After lunch, Ginny and I did the dishes as my mother pulled out her recipe binder to plan dinner. Because of our special guest, she was making a “fancy” dish. “Ginny, you’re not a big fan of meat, right?” my mother said absently as she paged through.
/>
“Not really,” said Ginny, drying a bowl. “I mean, I’ll do it once a week or so. The kids eat more meat than I do. They love their chicken nuggets, even though Raymond says that there’s an average of thirty-six ingredients in addition to the chicken.” That Raymond was a one-man party.
My mother put on her reading glasses and scanned one stained clipping. “Well, I was going to make chicken enchiladas, I remember you like them, but—”
Ginny circled her arms around my mother’s shoulders. “Oh, Mom. That would be great. Sounds delicious.”
Again: Why was I annoyed? She was being polite and enthusiastic. Was it the slightly royal tone? Ah. Chicken. Mmyesss, poultry will suffice. But she didn’t actually use a royal tone. No, it had to be the once-a-week meat.
I blotted our “good” rattan place mats with a sponge and began unloading glasses from the dishwasher. “Why do you eat meat once a week, anyway?” I asked.

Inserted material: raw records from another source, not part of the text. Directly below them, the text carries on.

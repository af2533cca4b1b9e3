use std::fmt::{Display, Formatter};
use std::str::FromStr;

use serde::{Deserialize, Serialize};
use snyk_sync_core::{AppError, AppResult};

/// Slug of the lowest-privilege organization role every member holds at minimum.
pub const MINIMAL_ROLE_SLUG: &str = "collaborator";

/// Scope encoded as the first token of a role display name.
#[derive(Debug, Clone, Copy, PartialEq, Eq, Hash, Serialize, Deserialize)]
#[serde(rename_all = "snake_case")]
pub enum RoleScope {
    /// Role assignable inside an organization.
    Org,
    /// Role assignable at the group level.
    Group,
}

impl RoleScope {
    /// Returns the lower-case token used in role display names.
    #[must_use]
    pub fn as_str(&self) -> &'static str {
        match self {
            Self::Org => "org",
            Self::Group => "group",
        }
    }
}

impl FromStr for RoleScope {
    type Err = AppError;

    fn from_str(value: &str) -> Result<Self, Self::Err> {
        match value {
            "org" => Ok(Self::Org),
            "group" => Ok(Self::Group),
            _ => Err(AppError::Validation(format!("unknown role scope '{value}'"))),
        }
    }
}

impl Display for RoleScope {
    fn fmt(&self, formatter: &mut Formatter<'_>) -> std::fmt::Result {
        formatter.write_str(self.as_str())
    }
}

/// Role definition as reported upstream, before classification.
#[derive(Debug, Clone, PartialEq, Eq, Serialize, Deserialize)]
pub struct Role {
    /// Upstream public identifier, authoritative for uniqueness.
    pub public_id: String,
    /// Raw display name, conventionally `"<Scope> <Slug>"`.
    pub name: String,
    /// Free-text description.
    pub description: String,
    /// Creation timestamp as reported upstream.
    pub created: Option<String>,
    /// Last modification timestamp as reported upstream.
    pub modified: Option<String>,
}

impl Role {
    /// Derives scope and slug from the display name.
    pub fn classify(&self) -> AppResult<ScopedRole> {
        let (scope, slug) = classify_role_name(self.name.as_str())?;

        Ok(ScopedRole {
            public_id: self.public_id.clone(),
            name: self.name.clone(),
            description: self.description.clone(),
            scope,
            slug,
        })
    }
}

/// Role whose display name has been parsed into scope and slug.
#[derive(Debug, Clone, PartialEq, Eq, Serialize, Deserialize)]
pub struct ScopedRole {
    public_id: String,
    name: String,
    description: String,
    scope: RoleScope,
    slug: String,
}

impl ScopedRole {
    /// Returns the upstream public identifier.
    #[must_use]
    pub fn public_id(&self) -> &str {
        self.public_id.as_str()
    }

    /// Returns the raw display name.
    #[must_use]
    pub fn name(&self) -> &str {
        self.name.as_str()
    }

    /// Returns the role description.
    #[must_use]
    pub fn description(&self) -> &str {
        self.description.as_str()
    }

    /// Returns the parsed scope.
    #[must_use]
    pub fn scope(&self) -> RoleScope {
        self.scope
    }

    /// Returns the lower-cased slug.
    #[must_use]
    pub fn slug(&self) -> &str {
        self.slug.as_str()
    }

    /// Returns whether this is the minimal default organization role.
    #[must_use]
    pub fn is_minimal(&self) -> bool {
        self.scope == RoleScope::Org && self.slug == MINIMAL_ROLE_SLUG
    }
}

/// Parses a role display name into its scope and lower-cased slug.
///
/// The name must consist of exactly two whitespace-separated tokens, the
/// first of which is a known scope.
pub fn classify_role_name(name: &str) -> AppResult<(RoleScope, String)> {
    let lowered = name.to_lowercase();
    let mut tokens = lowered.split_whitespace();

    let (Some(scope), Some(slug), None) = (tokens.next(), tokens.next(), tokens.next()) else {
        return Err(AppError::Validation(format!(
            "role name '{name}' is not of the form '<scope> <slug>'"
        )));
    };

    Ok((RoleScope::from_str(scope)?, slug.to_owned()))
}
//! Application services and ports.

#![forbid(unsafe_code)]

mod connector;
mod group_syncer;
mod organization_syncer;
mod resource_syncer;
mod role_classifier;
mod snyk_ports;
mod sync_runner;
mod user_syncer;

#[cfg(test)]
mod test_support;

pub use connector::{ConnectorMetadata, SnykConnector};
pub use group_syncer::GroupSyncer;
pub use organization_syncer::OrganizationSyncer;
pub use resource_syncer::{ResourcePage, ResourceProvisioner, ResourceSyncer};
pub use role_classifier::{fetch_org_roles, filter_roles};
pub use snyk_ports::{OrganizationPage, PageRequest, RESOURCES_PAGE_SIZE, SnykApi};
pub use sync_runner::{SyncRunner, SyncSnapshot};
pub use user_syncer::UserSyncer;
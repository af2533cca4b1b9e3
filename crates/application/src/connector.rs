use std::sync::Arc;

use serde::Serialize;

use snyk_sync_core::{AppError, AppResult};
use tracing::{info, warn};

use crate::{
    GroupSyncer, OrganizationSyncer, ResourceProvisioner, ResourceSyncer, SnykApi, UserSyncer,
};

/// Static description of the connector.
#[derive(Debug, Clone, PartialEq, Eq, Serialize)]
pub struct ConnectorMetadata {
    /// Human readable connector name.
    pub display_name: String,
    /// Short connector description.
    pub description: String,
}

/// Entry point wiring the Snyk syncers around one upstream client.
#[derive(Clone)]
pub struct SnykConnector {
    api: Arc<dyn SnykApi>,
    group_id: String,
    organizations: Arc<OrganizationSyncer>,
}

impl SnykConnector {
    /// Creates a connector for `group_id`, optionally restricted to `org_ids`.
    #[must_use]
    pub fn new(
        api: Arc<dyn SnykApi>,
        group_id: impl Into<String>,
        org_ids: impl IntoIterator<Item = String>,
        page_size: u32,
    ) -> Self {
        let organizations =
            Arc::new(OrganizationSyncer::new(api.clone(), org_ids).with_page_size(page_size));

        Self {
            api,
            group_id: group_id.into(),
            organizations,
        }
    }

    /// Returns connector metadata.
    #[must_use]
    pub fn metadata(&self) -> ConnectorMetadata {
        ConnectorMetadata {
            display_name: "Snyk".to_owned(),
            description: "Connector syncing Snyk parent group and its organizations and users"
                .to_owned(),
        }
    }

    /// Checks that the configured credentials can read the group.
    pub async fn validate(&self) -> AppResult<()> {
        match self.api.group_details().await {
            Ok(group) => {
                info!(group_id = %group.id, group_name = %group.name, "validated credentials");
                Ok(())
            }
            Err(error) => {
                warn!(group_id = %self.group_id, error = %error, "credential validation failed");
                Err(AppError::Unauthorized(format!(
                    "failed to validate credentials for group {}",
                    self.group_id
                )))
            }
        }
    }

    /// Returns one syncer per resource type, group first.
    #[must_use]
    pub fn resource_syncers(&self) -> Vec<Arc<dyn ResourceSyncer>> {
        vec![
            Arc::new(GroupSyncer::new(self.api.clone())),
            self.organizations.clone(),
            Arc::new(UserSyncer::new(self.api.clone())),
        ]
    }

    /// Returns the provisioner for organization entitlements.
    #[must_use]
    pub fn organizations(&self) -> Arc<dyn ResourceProvisioner> {
        self.organizations.clone()
    }
}
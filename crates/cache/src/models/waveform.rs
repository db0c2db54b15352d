use crate::error::{Error, Result};
use crate::models::{from_sql_int, to_sql_int};
use std::fs::Metadata;
use std::time::UNIX_EPOCH;

/// Live size and modification time of a file, as the staleness check sees it.
#[derive(Debug, Clone, Copy, PartialEq, Eq)]
pub struct FileStat {
    pub size: u64,
    pub mtime_ms: u64,
}

impl From<&Metadata> for FileStat {
    fn from(metadata: &Metadata) -> Self {
        let mtime_ms = metadata
            .modified()
            .ok()
            .and_then(|t| t.duration_since(UNIX_EPOCH).ok())
            .map(|d| u64::try_from(d.as_millis()).unwrap_or(u64::MAX))
            .unwrap_or(0);
        Self { size: metadata.len(), mtime_ms }
    }
}

/// Everything about a cached waveform except the encoded payload.
#[derive(Debug, Clone, Copy, PartialEq)]
pub struct WaveformMeta {
    pub size: u64,
    pub mtime_ms: u64,
    /// Encoder format version the payload was produced with.
    pub version: u32,
    pub sample_rate: u32,
    /// Source samples per frame.
    pub step: f64,
    /// Seconds.
    pub duration: f64,
    pub frames: u64,
}

impl WaveformMeta {
    /// Timestamps that went through a float round trip may be off by one.
    pub const MTIME_TOLERANCE_MS: u64 = 1;

    /// Whether this row still describes `stat`'s file under the current encoder.
    pub fn is_fresh(&self, stat: FileStat, current_version: u32) -> bool {
        self.version == current_version
            && self.size == stat.size
            && self.mtime_ms.abs_diff(stat.mtime_ms) <= Self::MTIME_TOLERANCE_MS
    }
}

/// A cached multi-band waveform summary.
#[derive(Debug, Clone, PartialEq)]
pub struct WaveformEntry {
    pub meta: WaveformMeta,
    /// Opaque bytes produced by a [`WaveformCodec`](crate::WaveformCodec).
    pub payload: Vec<u8>,
}

#[derive(Debug, Clone, sqlx::FromRow)]
pub(crate) struct WaveformRow {
    pub(crate) row_id: i64,
    pub(crate) size: i64,
    pub(crate) mtime_ms: i64,
    pub(crate) version: i64,
    pub(crate) sample_rate: i64,
    pub(crate) step: f64,
    pub(crate) duration: f64,
    pub(crate) frames: i64,
    /// `NULL` when only the metadata columns were selected.
    pub(crate) data: Option<Vec<u8>>,
}

impl TryFrom<&WaveformRow> for WaveformMeta {
    type Error = Error;
    fn try_from(row: &WaveformRow) -> Result<Self> {
        Ok(Self {
            size: from_sql_int(row.size, "size")?,
            mtime_ms: from_sql_int(row.mtime_ms, "mtime")?,
            version: from_sql_int(row.version, "version")?,
            sample_rate: from_sql_int(row.sample_rate, "sample rate")?,
            step: row.step,
            duration: row.duration,
            frames: from_sql_int(row.frames, "frames")?,
        })
    }
}

pub(crate) struct WaveformParams {
    pub(crate) size: i64,
    pub(crate) mtime_ms: i64,
    pub(crate) version: i64,
    pub(crate) sample_rate: i64,
    pub(crate) step: f64,
    pub(crate) duration: f64,
    pub(crate) frames: i64,
}

impl TryFrom<&WaveformMeta> for WaveformParams {
    type Error = Error;
    fn try_from(meta: &WaveformMeta) -> Result<Self> {
        Ok(Self {
            size: to_sql_int(meta.size, "size")?,
            mtime_ms: to_sql_int(meta.mtime_ms, "mtime")?,
            version: i64::from(meta.version),
            sample_rate: i64::from(meta.sample_rate),
            step: meta.step,
            duration: meta.duration,
            frames: to_sql_int(meta.frames, "frames")?,
        })
    }
}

She stopped drying dishes and faced me. “Because it stops me up,” she said in a low tone.
My mother looked up sharply from her recipe book. “Do you know, Ginny, meat stops me up, too! The older I get, honest to Pete, the worse it is! I’ve been using fiber supplements, but somehow they have the opposite effect.”
Even Ginny’s bowel activities had the power to fascinate, although to be fair, my mother perked up at any mention of fiber.
“I’ve got a better idea,” I said, holding up a glass. “There’s enough fiber in these glasses because you pack the dishwasher so tightly that nothing ever gets clean. Look at this.” I held it up to the light to show the thick layer of sediment at the bottom. “Just add water and chew.”